While waiting, Fubon was reportedly bidding for the Asia Commercial Bank, which has one branch in Shenzhen and representative offices in Shenyang and Shanghai. The bid failed, and Fubon now is reportedly bidding for city-level banks in Fujian province. Fubon Hong Kong's managing director and chief executive officer, Lee Jin-yi, meanwhile, declined to name any specific city except to say "wherever possible, as long as there is a high number of Taiwanese businessmen there".

Aside from Fubon, Taiwan's Bank of SinoPac bought itself access to a representative office in Beijing after it purchased the Los Angeles-based Far East National Bank in 1997. The northern Hsinchu-based HiBank announced recently it would co-found a financial management company with Hong Kong's Bank of East Asia to provide loans to its mainland-based Taiwanese customers. Cathay Financial, which started last January to operate its insurance business on the mainland based on a company co-founded with China Eastern Airlines Co, is also expected to expand its operations to banking, while another leading financial holding, Shin Kong, is reportedly negotiating with China Southern Airlines and Air China to start a joint-venture insurance company in mainland China.

Acknowledging the significance of financial support to mainland-based Taiwanese enterprises, the new Tianjin Binhai Economic Zone is reportedly planning to allow Taiwanese banks to operate in the zone without an MoU, thereby hoping to attract more Taiwanese businessmen to invest there. Fujian's new economic zone also vowed to promote cross-strait financial exchanges, while some economists in the northeastern province of Jilin suggested the provincial government give a green light to Taiwanese banks' providing loans to the area's Taiwanese investors. Details of the three zones' proposals are not yet clear.

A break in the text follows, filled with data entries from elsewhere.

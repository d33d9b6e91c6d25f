//! Terminal map surfaces.
//!
//! There is no map widget on a terminal, so the CLI renders draw commands
//! as text. [`TerminalSurface`] writes one human-readable line per command;
//! [`JsonSurface`] writes one JSON object per line so the stream can be fed
//! to a real map renderer. Both write to stdout in the CLI; logs go to
//! stderr.

use std::io::Write;

use geomoves_core::coords::format_degrees;
use geomoves_core::models::Mark;
use geomoves_core::surface::{Bounds, MapSurface, PathSegment, SurfaceCommand};

/// Human-friendly draw log: `path 1850  #ffa500  3 points  (59.91, 10.75) -> ...`.
pub struct TerminalSurface<W: Write> {
    out: W,
}

impl<W: Write> TerminalSurface<W> {
    pub fn new(out: W) -> Self {
        Self { out }
    }

    pub fn into_inner(self) -> W {
        self.out
    }

    fn line(&mut self, text: &str) {
        let _ = writeln!(self.out, "{}", text);
        let _ = self.out.flush();
    }
}

fn point(lat: f64, lon: f64) -> String {
    format!("({}, {})", format_degrees(lat), format_degrees(lon))
}

impl<W: Write> MapSurface for TerminalSurface<W> {
    fn add_path(&mut self, path: &PathSegment) {
        let points: Vec<String> = path.points.iter().map(|(lat, lon)| point(*lat, *lon)).collect();
        let line = format!(
            "path {}  {}  {} point{}  {}",
            path.label.as_deref().unwrap_or("----"),
            path.color,
            points.len(),
            if points.len() == 1 { "" } else { "s" },
            points.join(" -> ")
        );
        self.line(&line);
    }

    fn add_markers(&mut self, marks: &[Mark]) {
        self.line(&format!("markers {}", marks.len()));
    }

    fn add_message(&mut self, text: &str) {
        self.line(&format!("message {}", text));
    }

    fn clear_all(&mut self) {
        self.line("clear");
    }

    fn hint_viewport(&mut self, bounds: &Bounds) {
        let line = format!(
            "viewport {} .. {}",
            point(bounds.min_lat, bounds.min_lon),
            point(bounds.max_lat, bounds.max_lon)
        );
        self.line(&line);
    }
}

/// Machine-readable draw log: one [`SurfaceCommand`] per line.
pub struct JsonSurface<W: Write> {
    out: W,
}

impl<W: Write> JsonSurface<W> {
    pub fn new(out: W) -> Self {
        Self { out }
    }

    pub fn into_inner(self) -> W {
        self.out
    }

    fn emit(&mut self, command: SurfaceCommand) {
        if let Ok(line) = serde_json::to_string(&command) {
            let _ = writeln!(self.out, "{}", line);
            let _ = self.out.flush();
        }
    }
}

impl<W: Write> MapSurface for JsonSurface<W> {
    fn add_path(&mut self, path: &PathSegment) {
        self.emit(SurfaceCommand::AddPath(path.clone()));
    }

    fn add_markers(&mut self, marks: &[Mark]) {
        self.emit(SurfaceCommand::AddMarkers {
            marks: marks.to_vec(),
        });
    }

    fn add_message(&mut self, text: &str) {
        self.emit(SurfaceCommand::AddMessage {
            text: text.to_string(),
        });
    }

    fn clear_all(&mut self) {
        self.emit(SurfaceCommand::ClearAll);
    }

    fn hint_viewport(&mut self, bounds: &Bounds) {
        self.emit(SurfaceCommand::HintViewport(*bounds));
    }
}

/// Output mode for `geomoves animate`.
#[derive(Clone, Copy, Debug, Eq, PartialEq, clap::ValueEnum)]
pub enum OutputMode {
    Human,
    Json,
}

impl OutputMode {
    /// Default: human output when stdout is a TTY, otherwise JSON.
    pub fn default_for_tty() -> Self {
        if atty::is(atty::Stream::Stdout) {
            OutputMode::Human
        } else {
            OutputMode::Json
        }
    }

    /// Surface writing to stdout in this mode.
    pub fn surface(&self) -> Box<dyn MapSurface + Send> {
        match self {
            OutputMode::Human => Box::new(TerminalSurface::new(std::io::stdout())),
            OutputMode::Json => Box::new(JsonSurface::new(std::io::stdout())),
        }
    }
}

#[cfg(test)]
mod tests {
    use super::*;
    use geomoves_core::color::Rgb16;

    fn path() -> PathSegment {
        PathSegment {
            points: vec![(59.91, 10.75), (60.39, 5.32)],
            color: Rgb16::from_rgb8(0xff, 0xa5, 0x00),
            label: Some("1850".to_string()),
        }
    }

    #[test]
    fn terminal_lines() {
        let mut surface = TerminalSurface::new(Vec::new());
        surface.clear_all();
        surface.add_message("All descendants of Berg, Anna");
        surface.add_path(&path());
        surface.add_markers(&[]);
        let text = String::from_utf8(surface.into_inner()).unwrap();
        let lines: Vec<&str> = text.lines().collect();
        assert_eq!(lines[0], "clear");
        assert_eq!(lines[1], "message All descendants of Berg, Anna");
        assert_eq!(
            lines[2],
            "path 1850  #ffa500  2 points  (59.91000000, 10.75000000) -> (60.39000000, 5.32000000)"
        );
        assert_eq!(lines[3], "markers 0");
    }

    #[test]
    fn unlabelled_single_point_path() {
        let mut surface = TerminalSurface::new(Vec::new());
        surface.add_path(&PathSegment {
            points: vec![(1.0, 2.0)],
            color: Rgb16::new(0, 0, 0),
            label: None,
        });
        let text = String::from_utf8(surface.into_inner()).unwrap();
        assert_eq!(text, "path ----  #000000  1 point  (1.00000000, 2.00000000)\n");
    }

    #[test]
    fn json_lines_parse_back() {
        let mut surface = JsonSurface::new(Vec::new());
        surface.clear_all();
        surface.add_path(&path());
        surface.hint_viewport(&Bounds::around(1.0, 2.0));
        let text = String::from_utf8(surface.into_inner()).unwrap();
        let values: Vec<serde_json::Value> = text
            .lines()
            .map(|l| serde_json::from_str(l).unwrap())
            .collect();
        assert_eq!(values[0]["command"], "clear_all");
        assert_eq!(values[1]["command"], "add_path");
        assert_eq!(values[1]["label"], "1850");
        assert_eq!(values[2]["command"], "hint_viewport");
        assert_eq!(values[2]["min_lat"], 1.0);
    }
}
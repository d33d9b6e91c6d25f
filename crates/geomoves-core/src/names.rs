//! Display-name formatting.
//!
//! Labels on the map embed person names. The formatter is injected into the
//! extractor and the animation through the [`NameDisplay`] trait so that
//! callers can plug their own conventions.

use serde::{Deserialize, Serialize};

use crate::models::Person;

#[derive(Debug, Clone, Copy, Default, PartialEq, Eq, Serialize, Deserialize)]
#[serde(rename_all = "snake_case")]
pub enum NameFormat {
    /// `Surname, Given Suffix`
    #[default]
    SurnameGiven,
    /// `Given Surname Suffix`
    GivenSurname,
}

pub trait NameDisplay: Send + Sync {
    fn display(&self, person: &Person) -> String;
}

/// Formats names according to a [`NameFormat`].
#[derive(Debug, Clone, Copy, Default)]
pub struct StandardNameDisplay {
    pub format: NameFormat,
}

impl StandardNameDisplay {
    pub fn new(format: NameFormat) -> Self {
        Self { format }
    }
}

impl NameDisplay for StandardNameDisplay {
    fn display(&self, person: &Person) -> String {
        let name = &person.name;
        let given = join_nonempty(&[&name.given, &name.suffix], " ");
        match self.format {
            NameFormat::SurnameGiven => join_nonempty(&[&name.surname, &given], ", "),
            NameFormat::GivenSurname => {
                join_nonempty(&[&name.given, &name.surname, &name.suffix], " ")
            }
        }
    }
}

fn join_nonempty(parts: &[&str], sep: &str) -> String {
    parts
        .iter()
        .map(|p| p.trim())
        .filter(|p| !p.is_empty())
        .collect::<Vec<_>>()
        .join(sep)
}

#[cfg(test)]
mod tests {
    use super::*;
    use crate::models::{Handle, Name};

    fn person(given: &str, surname: &str, suffix: &str) -> Person {
        Person {
            handle: Handle::new("h"),
            gramps_id: "I0001".to_string(),
            name: Name {
                given: given.to_string(),
                surname: surname.to_string(),
                suffix: suffix.to_string(),
            },
            event_refs: Vec::new(),
            families: Vec::new(),
        }
    }

    #[test]
    fn surname_first() {
        let names = StandardNameDisplay::default();
        assert_eq!(names.display(&person("Anna", "Berg", "")), "Berg, Anna");
        assert_eq!(names.display(&person("John", "Smith", "Jr.")), "Smith, John Jr.");
        assert_eq!(names.display(&person("", "Berg", "")), "Berg");
        assert_eq!(names.display(&person("Anna", "", "")), "Anna");
    }

    #[test]
    fn given_first() {
        let names = StandardNameDisplay::new(NameFormat::GivenSurname);
        assert_eq!(names.display(&person("Anna", "Berg", "")), "Anna Berg");
        assert_eq!(names.display(&person("John", "Smith", "Jr.")), "John Smith Jr.");
    }
}
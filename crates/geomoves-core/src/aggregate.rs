//! Mark ordering, merging, path building and marker pop-up text.
//!
//! - [`drawing_order`] groups a batch of marks by place, then date.
//! - [`MarkHistory`] is the running, chronologically sorted union of every
//!   batch merged during one animation run.
//! - [`build_path`] turns an ordered batch into one path of distinct
//!   waypoints.
//! - [`describe_marks`] renders the text shown when a marker is selected.

use serde::Serialize;

use crate::color::Rgb16;
use crate::models::{EventRole, Handle, Mark};
use crate::names::NameDisplay;
use crate::surface::PathSegment;
use crate::tree::FamilyTree;

/// Stable sort by `(place title, year key)`.
pub fn drawing_order(marks: &[Mark]) -> Vec<Mark> {
    let mut sorted = marks.to_vec();
    sorted.sort_by(|a, b| {
        a.place_title
            .cmp(&b.place_title)
            .then_with(|| a.year_key.cmp(&b.year_key))
    });
    sorted
}

/// Cumulative, year-ordered marks of one run.
#[derive(Debug, Clone, Default)]
pub struct MarkHistory {
    marks: Vec<Mark>,
}

impl MarkHistory {
    pub fn new() -> Self {
        Self::default()
    }

    /// Append every mark not already present (full equality), then re-sort
    /// the whole history by year key. Returns how many marks were added.
    pub fn merge(&mut self, batch: &[Mark]) -> usize {
        let before = self.marks.len();
        for mark in batch {
            if !self.marks.contains(mark) {
                self.marks.push(mark.clone());
            }
        }
        self.marks.sort_by(|a, b| a.year_key.cmp(&b.year_key));
        self.marks.len() - before
    }

    pub fn marks(&self) -> &[Mark] {
        &self.marks
    }

    pub fn len(&self) -> usize {
        self.marks.len()
    }

    pub fn is_empty(&self) -> bool {
        self.marks.is_empty()
    }
}

/// One path through the distinct locations of `marks`, in the given order.
///
/// A location already on the path is not added again. Returns `None` when
/// there is nothing to draw.
pub fn build_path(marks: &[Mark], color: Rgb16) -> Option<PathSegment> {
    let mut points: Vec<(f64, f64)> = Vec::new();
    for mark in marks {
        let point = (mark.latitude, mark.longitude);
        if !points.contains(&point) {
            points.push(point);
        }
    }
    if points.is_empty() {
        return None;
    }
    let label = marks
        .iter()
        .find(|m| m.year_key.is_known())
        .map(|m| m.year_key.year_label());
    Some(PathSegment {
        points,
        color,
        label,
    })
}

/// Pop-up text for the events at one place.
#[derive(Debug, Clone, PartialEq, Serialize)]
pub struct PlaceSummary {
    pub place_title: String,
    pub place_id: String,
    pub latitude: f64,
    pub longitude: f64,
    pub lines: Vec<String>,
}

/// Group marks by place (sorted by place then date), drop repeated events,
/// and describe each event:
///
/// ```text
/// (1850-03-12) Birth : Berg, Anna
/// (1875-06-01) Marriage : Berg, Nils - Lund, Karin
/// (Unknown) Witness => No description
/// ```
pub fn describe_marks(
    tree: &dyn FamilyTree,
    names: &dyn NameDisplay,
    marks: &[Mark],
) -> Vec<PlaceSummary> {
    let mut summaries: Vec<PlaceSummary> = Vec::new();
    let mut seen_events: Vec<&str> = Vec::new();

    let ordered = drawing_order(marks);
    for mark in &ordered {
        if seen_events.contains(&mark.event_id.as_str()) {
            continue;
        }
        seen_events.push(&mark.event_id);

        let line = describe_one(tree, names, mark);
        match summaries.last_mut() {
            Some(last) if last.place_title == mark.place_title => last.lines.push(line),
            _ => summaries.push(PlaceSummary {
                place_title: mark.place_title.clone(),
                place_id: mark.place_id.clone(),
                latitude: mark.latitude,
                longitude: mark.longitude,
                lines: vec![line],
            }),
        }
    }
    summaries
}

fn describe_one(tree: &dyn FamilyTree, names: &dyn NameDisplay, mark: &Mark) -> String {
    let event = tree.get_event_from_gramps_id(&mark.event_id).ok().flatten();
    let date = event
        .as_ref()
        .map(|e| e.date.to_string())
        .filter(|d| !d.is_empty())
        .unwrap_or_else(|| "Unknown".to_string());

    match &mark.role {
        EventRole::Primary => {
            let name = tree
                .get_person_from_gramps_id(&mark.person_id)
                .ok()
                .flatten()
                .map(|p| names.display(&p))
                .unwrap_or_default();
            format!("({}) {} : {}", date, mark.event_type, name)
        }
        EventRole::Family => {
            let (father, mother) = event
                .as_ref()
                .map(|e| couple_of_event(tree, names, &e.handle))
                .unwrap_or_default();
            format!("({}) {} : {} - {}", date, mark.event_type, father, mother)
        }
        role => {
            let description = event
                .as_ref()
                .map(|e| e.description.clone())
                .filter(|d| !d.is_empty())
                .unwrap_or_else(|| "No description".to_string());
            format!("({}) {} => {}", date, role, description)
        }
    }
}

/// Father and mother names of the first family referencing `event`.
fn couple_of_event(
    tree: &dyn FamilyTree,
    names: &dyn NameDisplay,
    event: &Handle,
) -> (String, String) {
    let Ok(families) = tree.iter_family_handles() else {
        return Default::default();
    };
    let name_of = |handle: Option<&Handle>| {
        handle
            .and_then(|h| tree.get_person_from_handle(h).ok().flatten())
            .map(|p| names.display(&p))
            .unwrap_or_default()
    };
    families
        .iter()
        .filter_map(|h| tree.get_family_from_handle(h).ok().flatten())
        .find(|f| f.has_event(event))
        .map(|f| (name_of(f.father.as_ref()), name_of(f.mother.as_ref())))
        .unwrap_or_default()
}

At one of the pre-meetings of the Conference on Sustaining Taiwan's Economic Development, which is expected to recommend lifting numerous bans on Taiwan's investing in the mainland, academics, government officials, political party representatives, and bankers debated the simple issue of whether to categorize "China" as part of the international market or list it under a special section, as well as the importance of "national security" versus "commercial interests".

"Would it be worthy to neglect Taiwan's national security simply for making some money?" said Huang Tien-lin, incumbent national policy adviser to the president, in the meeting.

Furthermore, another well-respected economist, Chang Ching-hsi, warned that Taiwanese banks would need to reimburse possible non-performing loans with their headquarters' funds, should the mainland's economy crash.

However, in the KMT-CCP economic forum last April, Fubon Financial Holdings' Daniel Tsai was not the only banker trying to get close to China's president; ChinaTrust Financial Holding's chairman Jeffrey Koo and Cathay Financial Holdings' vice chairman Gregory Wang both attended the meeting in Beijing. They have all remained silent on their plans.

"In the past three years, foreign banks and other institutions such as Bank of America, HSBC, Temasek Holdings and Credit Lyonnais have all invested billions of US dollars in Chinese banks. Why would they invest in China, if there was no prospects?" said Lin Chu-chia, professor at the National Chengchi University's department of economics, who was also one of the attendees to the Conference on Sustaining Taiwan's Economic Development's cross-strait section.

Ting-I Tsai is a Taipei-based freelance writer.